これだけでもう余裕はなくなり、一人のエンジニアとしての将来を考える時間や余裕を持つことはほぼ不可能になります。そういった問題も解消していけるよう、私も業界に働きかけていきたいと思ってます。


──タイミーで働くことに興味がある方へ向けて、何かメッセージをいただけますか。

加川:タイミーは直近で中期経営計画のアップデートもあり、成長確度が高まったと感じています。きっと面白い経験ができるはずです。社内では「たまに筋肉痛にはなるけど、肉離れはしない環境にしたい」と言っています。返済不能な組織負債を抱えるつもりはないので、成長痛をご自身のエンジニア人生の糧にしていただけたらと考えています。

そういった環境を、自分のキャリアにとって「成長の機会」だと感じていただけるのであれば、ぜひ一緒に仕事をしたいですね。

──最後に、フォースタ経由でタイミー社に転職された、加川さん自身のお話で締めてもよろしいでしょうか。

加川:もちろんいいですよ(笑)。

私は最初、代表の志水さんとお話をする機会があったんです。ただ当時は自分の強みを見出せず、面接も思い通りにいかなかった時期でした。そのあと中田さんから熱烈なメッセージをいただき、担当いただくことに。そのメッセージの内容は私の思考性とやりたい事をどのようにスタートアップで実現していくかというものでした。

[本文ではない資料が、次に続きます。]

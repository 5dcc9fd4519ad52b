//! Socket managers adapt the socket engine to the host environment.
//!
//! A manager decides how readiness of socket descriptors is observed: a `poll(2)` loop for
//! console programs ([`PollManager`]), or notifications fed in by a foreign event loop
//! ([`ManualManager`]). Sockets call the hooks below; managers call back into
//! [`SocketRef::dispatch`] when a descriptor becomes ready.
//!
//! Exactly one manager serves a [`SocketSystem`](crate::SocketSystem) and it is chosen before
//! the system, and therefore before any socket, exists.

use std::fmt;
use std::rc::Rc;
use std::time::Duration;

use crate::error::Result;
use crate::event::SocketEvent;
use crate::socket::SocketRef;

mod manual;
mod poll;

pub use manual::{ManagerCall, ManualManager};
pub use poll::PollManager;
pub(crate) use poll::{poll_timeout, readiness_from_poll};

bitflags::bitflags! {
    /// Readiness conditions a manager observed on a socket descriptor.
    #[derive(Debug, Clone, Copy, PartialEq, Eq, Hash, Default)]
    pub struct Readiness: u8 {
        /// The descriptor is readable.
        const READABLE = 1 << 0;
        /// The descriptor is writable.
        const WRITABLE = 1 << 1;
        /// The peer hung up.
        const HANGUP = 1 << 2;
        /// An error condition is pending on the descriptor.
        const ERROR = 1 << 3;
    }
}

/// The descriptor direction an event kind is observed on.
#[derive(Debug, Clone, Copy, PartialEq, Eq, Hash)]
pub enum Direction {
    /// Wait for the descriptor to become readable.
    Input,
    /// Wait for the descriptor to become writable.
    Output,
}

/// Hooks through which sockets register with the readiness mechanism.
///
/// All hooks are invoked by sockets and the [`SocketSystem`](crate::SocketSystem), never
/// directly by applications. None of them is called while the socket's internal state is
/// borrowed, so implementations may query the passed [`SocketRef`].
pub trait SocketManager: fmt::Debug {
    /// Sets up the polling mechanism, called once when the socket system starts.
    fn on_init(&self) -> Result<()>;

    /// Tears down the polling mechanism, called once when the socket system stops.
    fn on_exit(&self);

    /// Registers a newly created socket; a failure aborts the socket's construction.
    fn init_socket(&self, socket: &SocketRef) -> Result<()>;

    /// Forgets a socket, called exactly once when it closes.
    ///
    /// Pending notifications for the socket must be discarded.
    fn destroy_socket(&self, socket: &SocketRef);

    /// Starts watching the descriptor for `event`.
    fn install_callback(&self, socket: &SocketRef, event: SocketEvent);

    /// Stops watching the descriptor for `event`.
    fn uninstall_callback(&self, socket: &SocketRef, event: SocketEvent);

    /// Resumes delivery for the socket after [`SocketManager::disable_events`].
    fn enable_events(&self, socket: &SocketRef);

    /// Suspends all delivery for the socket while keeping its registrations.
    fn disable_events(&self, socket: &SocketRef);

    /// Runs one polling cycle, waiting at most `timeout` (`None` waits indefinitely).
    ///
    /// Returns the number of notifications dispatched to sockets.
    fn poll_events(&self, timeout: Option<Duration>) -> Result<usize>;
}

/// Returns the manager used by console programs on this platform.
pub fn default_manager() -> Rc<dyn SocketManager> {
    Rc::new(PollManager::new())
}
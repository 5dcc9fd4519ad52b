//! OS socket handles.
//!
//! Stream sockets stay [`socket2::Socket`]s for their whole life. Datagram sockets are converted
//! into the typed std sockets so receiving can report the sender without touching uninitialized
//! memory.

use std::io::{Read, Write};
use std::mem::MaybeUninit;
use std::net::UdpSocket;
use std::os::fd::{AsFd, AsRawFd, BorrowedFd, RawFd};
use std::os::unix::net::UnixDatagram;

use socket2::{Domain, SockRef, Socket, Type};

use crate::address::Address;
use crate::error::{IntoSocketError, Result, SocketError};

/// What a one byte peek on a stream socket found.
#[derive(Debug, Clone, Copy, PartialEq, Eq)]
pub(crate) enum InputProbe {
    /// Data is waiting to be read.
    Data,
    /// The peer closed the connection or it failed.
    Closed,
    /// Nothing to read right now.
    Empty,
}

#[derive(Debug)]
pub(crate) enum OsHandle {
    Stream(Socket),
    Udp(UdpSocket),
    UnixDatagram(UnixDatagram),
}

impl OsHandle {
    /// Creates a non-blocking stream socket.
    pub(crate) fn stream(domain: Domain) -> Result<Self> {
        let socket =
            Socket::new(domain, Type::STREAM, None).map_err(IntoSocketError::into_socket_error)?;
        socket
            .set_nonblocking(true)
            .map_err(IntoSocketError::into_socket_error)?;
        Ok(OsHandle::Stream(socket))
    }

    /// Creates a non-blocking datagram socket.
    pub(crate) fn datagram(domain: Domain) -> Result<Self> {
        let socket =
            Socket::new(domain, Type::DGRAM, None).map_err(IntoSocketError::into_socket_error)?;
        socket
            .set_nonblocking(true)
            .map_err(IntoSocketError::into_socket_error)?;
        if domain == Domain::UNIX {
            Ok(OsHandle::UnixDatagram(UnixDatagram::from(socket)))
        } else {
            Ok(OsHandle::Udp(UdpSocket::from(socket)))
        }
    }

    pub(crate) fn from_accepted(socket: Socket) -> Result<Self> {
        // Accepted sockets do not inherit `O_NONBLOCK` on every platform.
        socket
            .set_nonblocking(true)
            .map_err(IntoSocketError::into_socket_error)?;
        Ok(OsHandle::Stream(socket))
    }

    pub(crate) fn sock_ref(&self) -> SockRef<'_> {
        SockRef::from(self)
    }

    pub(crate) fn bind(&self, address: &Address) -> Result<()> {
        self.sock_ref()
            .bind(&address.to_sock_addr()?)
            .map_err(IntoSocketError::into_socket_error)
    }

    pub(crate) fn listen(&self, backlog: i32) -> Result<()> {
        self.sock_ref()
            .listen(backlog)
            .map_err(IntoSocketError::into_socket_error)
    }

    /// Starts connecting, `WouldBlock` means the connection is in progress.
    pub(crate) fn connect(&self, address: &Address) -> Result<()> {
        self.sock_ref()
            .connect(&address.to_sock_addr()?)
            .map_err(IntoSocketError::into_socket_error)
    }

    pub(crate) fn accept(&self) -> Result<(OsHandle, Address)> {
        let OsHandle::Stream(socket) = self else {
            return Err(SocketError::InvalidOperation);
        };
        let (socket, address) = socket.accept().map_err(IntoSocketError::into_socket_error)?;
        Ok((
            OsHandle::from_accepted(socket)?,
            Address::from_sock_addr(&address),
        ))
    }

    /// Reads into `buffer`, returning the sender for datagram sockets.
    pub(crate) fn read(&self, buffer: &mut [u8]) -> Result<(usize, Option<Address>)> {
        let result = match self {
            OsHandle::Stream(socket) => {
                let mut socket: &Socket = socket;
                socket.read(buffer).map(|read| (read, None))
            }
            OsHandle::Udp(socket) => socket
                .recv_from(buffer)
                .map(|(read, from)| (read, Some(Address::from(from)))),
            OsHandle::UnixDatagram(socket) => socket
                .recv_from(buffer)
                .map(|(read, from)| (read, Some(Address::from_unix_socket_addr(&from)))),
        };
        result.map_err(IntoSocketError::into_socket_error)
    }

    /// Writes `buffer`, sending datagrams to `peer` when given.
    pub(crate) fn write(&self, buffer: &[u8], peer: Option<&Address>) -> Result<usize> {
        let result = match (self, peer) {
            (OsHandle::Stream(socket), _) => {
                let mut socket: &Socket = socket;
                socket.write(buffer)
            }
            (OsHandle::Udp(socket), Some(peer)) => {
                let peer = peer.socket_addr().ok_or(SocketError::InvalidAddress)?;
                socket.send_to(buffer, peer)
            }
            (OsHandle::Udp(socket), None) => socket.send(buffer),
            (OsHandle::UnixDatagram(socket), Some(peer)) => {
                socket.send_to(buffer, peer.unix_path()?.as_std_path())
            }
            (OsHandle::UnixDatagram(socket), None) => socket.send(buffer),
        };
        result.map_err(IntoSocketError::into_socket_error)
    }

    pub(crate) fn probe_input(&self) -> InputProbe {
        let OsHandle::Stream(socket) = self else {
            return InputProbe::Data;
        };
        let mut probe = [MaybeUninit::<u8>::uninit()];
        match socket.peek(&mut probe) {
            Ok(0) => InputProbe::Closed,
            Ok(_) => InputProbe::Data,
            Err(error) if error.kind() == std::io::ErrorKind::WouldBlock => InputProbe::Empty,
            Err(error) if error.kind() == std::io::ErrorKind::Interrupted => InputProbe::Empty,
            Err(_) => InputProbe::Closed,
        }
    }

    /// Returns the pending error of the socket, `Ok(())` if there is none.
    pub(crate) fn take_error(&self) -> Result<()> {
        match self.sock_ref().take_error() {
            Ok(None) => Ok(()),
            Ok(Some(error)) | Err(error) => Err(error.into_socket_error()),
        }
    }

    pub(crate) fn local_address(&self) -> Result<Address> {
        self.sock_ref()
            .local_addr()
            .map(|address| Address::from_sock_addr(&address))
            .map_err(IntoSocketError::into_socket_error)
    }

    pub(crate) fn peer_address(&self) -> Result<Address> {
        self.sock_ref()
            .peer_addr()
            .map(|address| Address::from_sock_addr(&address))
            .map_err(IntoSocketError::into_socket_error)
    }

    pub(crate) fn set_reuse_address(&self) -> Result<()> {
        self.sock_ref()
            .set_reuse_address(true)
            .map_err(|_| SocketError::InvalidOption)
    }

    pub(crate) fn set_broadcast(&self, broadcast: bool) -> Result<()> {
        self.sock_ref()
            .set_broadcast(broadcast)
            .map_err(|_| SocketError::InvalidOption)
    }
}

impl AsFd for OsHandle {
    fn as_fd(&self) -> BorrowedFd<'_> {
        match self {
            OsHandle::Stream(socket) => socket.as_fd(),
            OsHandle::Udp(socket) => socket.as_fd(),
            OsHandle::UnixDatagram(socket) => socket.as_fd(),
        }
    }
}

impl AsRawFd for OsHandle {
    fn as_raw_fd(&self) -> RawFd {
        self.as_fd().as_raw_fd()
    }
}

普通は直近の経歴を確認して、スキルに見合ったスカウトを持ってくると思うんです。でもフォースタさんは、価値観やWILLの部分に注目してくれたので、自分に合う会社かどうかを見極めるうえでとても助かりましたね。

おかげさまで「いいエンジニア組織をつくりたい」という目的に向かえるタイミーで働くことができています。

──これから加川さんが築かれるEMの未来が楽しみです。素敵なお話をありがとうございました。